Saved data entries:
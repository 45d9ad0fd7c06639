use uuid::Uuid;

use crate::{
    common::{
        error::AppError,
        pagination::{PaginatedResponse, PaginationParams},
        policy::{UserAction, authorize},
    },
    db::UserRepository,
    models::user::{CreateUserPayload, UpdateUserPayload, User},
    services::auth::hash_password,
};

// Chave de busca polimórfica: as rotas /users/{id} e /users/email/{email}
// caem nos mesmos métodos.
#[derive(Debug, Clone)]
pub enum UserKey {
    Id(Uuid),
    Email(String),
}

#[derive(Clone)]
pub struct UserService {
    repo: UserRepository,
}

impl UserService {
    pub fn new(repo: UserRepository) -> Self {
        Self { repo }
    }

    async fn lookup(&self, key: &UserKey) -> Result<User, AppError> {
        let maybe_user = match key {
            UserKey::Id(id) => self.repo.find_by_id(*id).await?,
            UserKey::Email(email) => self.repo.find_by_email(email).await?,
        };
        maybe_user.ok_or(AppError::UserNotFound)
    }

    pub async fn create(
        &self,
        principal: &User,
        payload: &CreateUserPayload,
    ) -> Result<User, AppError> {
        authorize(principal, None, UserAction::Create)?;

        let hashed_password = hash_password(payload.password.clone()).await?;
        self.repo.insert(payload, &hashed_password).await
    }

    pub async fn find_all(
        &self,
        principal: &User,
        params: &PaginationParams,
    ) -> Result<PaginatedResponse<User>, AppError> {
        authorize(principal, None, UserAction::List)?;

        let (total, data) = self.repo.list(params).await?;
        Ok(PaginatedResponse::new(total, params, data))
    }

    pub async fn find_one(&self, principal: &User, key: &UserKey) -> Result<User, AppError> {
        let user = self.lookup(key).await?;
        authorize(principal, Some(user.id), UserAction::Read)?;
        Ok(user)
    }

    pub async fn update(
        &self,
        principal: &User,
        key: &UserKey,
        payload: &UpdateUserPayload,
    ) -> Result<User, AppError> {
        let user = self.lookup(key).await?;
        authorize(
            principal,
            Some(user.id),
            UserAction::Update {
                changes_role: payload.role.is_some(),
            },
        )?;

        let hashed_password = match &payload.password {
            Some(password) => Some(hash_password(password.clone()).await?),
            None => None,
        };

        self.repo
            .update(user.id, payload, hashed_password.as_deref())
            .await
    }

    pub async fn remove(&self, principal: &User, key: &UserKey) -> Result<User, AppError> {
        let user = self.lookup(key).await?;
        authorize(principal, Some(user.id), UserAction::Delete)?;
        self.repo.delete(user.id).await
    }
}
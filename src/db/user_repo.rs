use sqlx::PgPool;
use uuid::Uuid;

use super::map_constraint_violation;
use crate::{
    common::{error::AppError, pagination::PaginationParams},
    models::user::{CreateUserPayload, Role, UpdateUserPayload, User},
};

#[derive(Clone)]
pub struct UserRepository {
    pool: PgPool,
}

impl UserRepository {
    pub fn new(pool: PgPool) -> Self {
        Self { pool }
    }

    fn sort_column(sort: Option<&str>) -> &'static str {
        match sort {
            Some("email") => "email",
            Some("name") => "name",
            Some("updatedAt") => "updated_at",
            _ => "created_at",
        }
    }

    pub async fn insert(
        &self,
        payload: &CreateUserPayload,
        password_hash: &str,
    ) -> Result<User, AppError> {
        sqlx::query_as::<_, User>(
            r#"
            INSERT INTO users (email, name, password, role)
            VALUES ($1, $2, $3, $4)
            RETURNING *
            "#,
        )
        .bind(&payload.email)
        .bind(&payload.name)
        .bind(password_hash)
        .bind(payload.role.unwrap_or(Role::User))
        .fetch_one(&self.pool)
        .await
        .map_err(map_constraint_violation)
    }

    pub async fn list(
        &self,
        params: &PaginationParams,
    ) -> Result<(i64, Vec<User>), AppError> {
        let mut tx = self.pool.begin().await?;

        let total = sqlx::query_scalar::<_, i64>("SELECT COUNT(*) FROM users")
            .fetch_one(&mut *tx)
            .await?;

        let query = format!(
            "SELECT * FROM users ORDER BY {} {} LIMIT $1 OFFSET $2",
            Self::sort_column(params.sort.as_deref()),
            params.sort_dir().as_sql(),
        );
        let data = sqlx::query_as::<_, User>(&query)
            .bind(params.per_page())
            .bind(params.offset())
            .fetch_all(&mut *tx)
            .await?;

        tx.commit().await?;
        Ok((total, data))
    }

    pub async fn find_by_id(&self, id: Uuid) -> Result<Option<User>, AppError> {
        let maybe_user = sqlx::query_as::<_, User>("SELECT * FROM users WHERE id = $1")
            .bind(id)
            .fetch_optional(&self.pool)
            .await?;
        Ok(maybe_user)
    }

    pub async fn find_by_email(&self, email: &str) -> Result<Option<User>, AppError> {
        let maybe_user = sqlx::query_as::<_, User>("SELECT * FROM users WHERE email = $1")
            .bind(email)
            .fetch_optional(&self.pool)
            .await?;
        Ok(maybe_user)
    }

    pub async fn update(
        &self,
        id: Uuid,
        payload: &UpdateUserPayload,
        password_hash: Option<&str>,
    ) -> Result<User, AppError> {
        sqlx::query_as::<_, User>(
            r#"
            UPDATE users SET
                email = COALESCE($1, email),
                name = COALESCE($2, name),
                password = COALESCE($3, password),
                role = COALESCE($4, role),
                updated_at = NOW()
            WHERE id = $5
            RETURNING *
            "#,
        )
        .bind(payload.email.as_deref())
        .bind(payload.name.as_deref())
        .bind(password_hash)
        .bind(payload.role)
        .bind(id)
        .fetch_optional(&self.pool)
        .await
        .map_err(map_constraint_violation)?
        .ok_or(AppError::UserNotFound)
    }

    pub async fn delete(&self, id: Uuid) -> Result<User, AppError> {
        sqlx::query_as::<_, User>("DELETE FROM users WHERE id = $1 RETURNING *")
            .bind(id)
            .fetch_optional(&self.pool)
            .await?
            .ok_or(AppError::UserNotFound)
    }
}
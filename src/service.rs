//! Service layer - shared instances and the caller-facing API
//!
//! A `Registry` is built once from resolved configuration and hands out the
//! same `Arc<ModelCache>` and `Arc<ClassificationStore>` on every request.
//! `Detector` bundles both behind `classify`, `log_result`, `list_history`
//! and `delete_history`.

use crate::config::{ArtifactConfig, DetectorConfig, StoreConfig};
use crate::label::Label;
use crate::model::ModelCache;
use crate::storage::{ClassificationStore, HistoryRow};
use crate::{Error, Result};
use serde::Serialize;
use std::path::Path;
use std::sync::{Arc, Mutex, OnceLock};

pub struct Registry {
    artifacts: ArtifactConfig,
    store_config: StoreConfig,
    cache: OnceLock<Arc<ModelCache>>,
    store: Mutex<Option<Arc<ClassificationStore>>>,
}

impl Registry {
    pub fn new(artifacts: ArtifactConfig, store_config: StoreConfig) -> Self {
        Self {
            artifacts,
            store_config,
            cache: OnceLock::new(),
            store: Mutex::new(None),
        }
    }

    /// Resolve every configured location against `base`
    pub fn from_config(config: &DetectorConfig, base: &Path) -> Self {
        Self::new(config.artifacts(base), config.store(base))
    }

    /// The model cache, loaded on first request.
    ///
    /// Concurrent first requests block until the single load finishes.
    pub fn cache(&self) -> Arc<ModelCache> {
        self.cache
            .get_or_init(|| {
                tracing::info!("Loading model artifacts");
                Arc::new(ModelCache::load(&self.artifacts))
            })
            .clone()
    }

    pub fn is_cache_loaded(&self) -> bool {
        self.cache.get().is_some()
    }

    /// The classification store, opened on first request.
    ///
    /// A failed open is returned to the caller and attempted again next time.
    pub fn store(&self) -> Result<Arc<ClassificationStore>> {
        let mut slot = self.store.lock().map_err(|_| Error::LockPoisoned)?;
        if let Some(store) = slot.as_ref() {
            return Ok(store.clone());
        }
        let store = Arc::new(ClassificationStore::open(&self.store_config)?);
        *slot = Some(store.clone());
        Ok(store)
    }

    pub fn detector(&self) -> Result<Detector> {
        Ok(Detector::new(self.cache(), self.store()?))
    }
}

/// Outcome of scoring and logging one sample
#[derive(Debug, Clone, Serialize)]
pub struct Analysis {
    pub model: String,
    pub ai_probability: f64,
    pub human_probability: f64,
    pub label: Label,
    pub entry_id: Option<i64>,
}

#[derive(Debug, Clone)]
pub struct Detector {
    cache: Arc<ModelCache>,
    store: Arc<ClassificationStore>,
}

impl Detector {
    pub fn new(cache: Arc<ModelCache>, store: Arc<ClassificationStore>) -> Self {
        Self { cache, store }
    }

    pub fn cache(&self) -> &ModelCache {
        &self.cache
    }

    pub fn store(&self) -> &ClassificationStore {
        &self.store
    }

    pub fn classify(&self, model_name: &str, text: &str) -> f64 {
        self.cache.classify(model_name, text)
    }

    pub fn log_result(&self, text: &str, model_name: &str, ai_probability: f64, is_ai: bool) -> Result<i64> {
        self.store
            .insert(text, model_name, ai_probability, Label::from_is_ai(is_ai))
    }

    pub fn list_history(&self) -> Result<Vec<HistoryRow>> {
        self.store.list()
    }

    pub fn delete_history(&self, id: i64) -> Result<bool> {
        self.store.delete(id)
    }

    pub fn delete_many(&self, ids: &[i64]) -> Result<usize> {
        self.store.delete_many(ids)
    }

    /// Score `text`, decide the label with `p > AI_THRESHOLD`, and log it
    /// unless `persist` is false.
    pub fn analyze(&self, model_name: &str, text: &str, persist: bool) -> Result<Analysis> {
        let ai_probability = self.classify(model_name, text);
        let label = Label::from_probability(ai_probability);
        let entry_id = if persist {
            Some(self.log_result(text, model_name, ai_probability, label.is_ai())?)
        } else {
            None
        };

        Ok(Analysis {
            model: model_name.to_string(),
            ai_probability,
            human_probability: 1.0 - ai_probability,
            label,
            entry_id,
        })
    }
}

▶ [Exercise prompt]: Look through the entries above. Extract each line with the word "COALESCE".

▶ [Completed exercise]:
                email = COALESCE($1, email),
                name = COALESCE($2, name),
                password = COALESCE($3, password),
                role = COALESCE($4, role),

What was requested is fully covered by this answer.